++++ Data extract ++++

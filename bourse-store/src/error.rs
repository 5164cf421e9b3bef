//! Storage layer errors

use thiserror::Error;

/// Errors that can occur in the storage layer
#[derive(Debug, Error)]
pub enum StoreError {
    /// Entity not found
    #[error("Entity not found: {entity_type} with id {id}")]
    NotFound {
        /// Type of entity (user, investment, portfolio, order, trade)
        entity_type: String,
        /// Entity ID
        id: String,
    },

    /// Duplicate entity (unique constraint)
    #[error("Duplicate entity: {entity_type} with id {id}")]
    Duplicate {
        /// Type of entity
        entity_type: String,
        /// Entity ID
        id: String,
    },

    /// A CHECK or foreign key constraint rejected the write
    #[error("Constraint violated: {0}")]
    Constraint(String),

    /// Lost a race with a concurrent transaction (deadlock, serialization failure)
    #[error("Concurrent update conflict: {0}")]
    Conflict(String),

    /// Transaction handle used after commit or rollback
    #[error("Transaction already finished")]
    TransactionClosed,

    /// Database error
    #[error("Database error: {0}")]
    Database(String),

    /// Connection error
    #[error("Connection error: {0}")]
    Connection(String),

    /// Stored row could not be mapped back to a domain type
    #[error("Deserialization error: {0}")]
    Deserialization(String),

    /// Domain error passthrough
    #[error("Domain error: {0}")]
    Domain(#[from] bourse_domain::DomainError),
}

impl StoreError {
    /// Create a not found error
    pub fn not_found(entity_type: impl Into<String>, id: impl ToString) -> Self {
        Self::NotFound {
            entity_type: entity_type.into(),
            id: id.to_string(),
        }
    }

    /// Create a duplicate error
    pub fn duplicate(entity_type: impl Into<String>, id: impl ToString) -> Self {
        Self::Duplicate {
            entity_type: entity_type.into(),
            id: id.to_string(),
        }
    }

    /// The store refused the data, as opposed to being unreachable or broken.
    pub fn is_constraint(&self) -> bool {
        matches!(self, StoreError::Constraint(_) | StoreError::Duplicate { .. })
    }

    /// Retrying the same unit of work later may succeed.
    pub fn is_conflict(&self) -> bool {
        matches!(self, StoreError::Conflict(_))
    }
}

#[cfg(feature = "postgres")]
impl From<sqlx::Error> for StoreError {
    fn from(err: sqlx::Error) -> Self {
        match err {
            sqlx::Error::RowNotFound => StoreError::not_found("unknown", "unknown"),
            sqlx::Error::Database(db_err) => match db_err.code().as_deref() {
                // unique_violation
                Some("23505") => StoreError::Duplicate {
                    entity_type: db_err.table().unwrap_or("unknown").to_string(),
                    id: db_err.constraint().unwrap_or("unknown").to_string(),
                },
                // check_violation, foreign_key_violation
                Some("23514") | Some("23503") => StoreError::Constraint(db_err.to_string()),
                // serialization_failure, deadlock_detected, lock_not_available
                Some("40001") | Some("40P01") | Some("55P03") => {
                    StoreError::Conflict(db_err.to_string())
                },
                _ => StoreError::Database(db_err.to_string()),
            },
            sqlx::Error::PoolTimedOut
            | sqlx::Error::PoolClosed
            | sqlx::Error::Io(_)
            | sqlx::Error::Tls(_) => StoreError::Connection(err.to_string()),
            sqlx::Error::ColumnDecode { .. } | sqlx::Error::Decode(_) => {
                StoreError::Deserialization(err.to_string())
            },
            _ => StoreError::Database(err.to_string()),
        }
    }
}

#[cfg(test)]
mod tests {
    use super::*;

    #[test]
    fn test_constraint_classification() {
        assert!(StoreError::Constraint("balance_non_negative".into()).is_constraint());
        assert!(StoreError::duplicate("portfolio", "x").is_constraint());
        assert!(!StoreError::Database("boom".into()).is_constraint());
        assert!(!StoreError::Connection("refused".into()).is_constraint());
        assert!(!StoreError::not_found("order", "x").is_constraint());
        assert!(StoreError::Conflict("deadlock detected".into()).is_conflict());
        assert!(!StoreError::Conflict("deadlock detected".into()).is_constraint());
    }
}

++++

Exercise prompt = Say how many lines of the entries above include the string "portfolio", giving the number and nothing else.

Solution for this problem = 2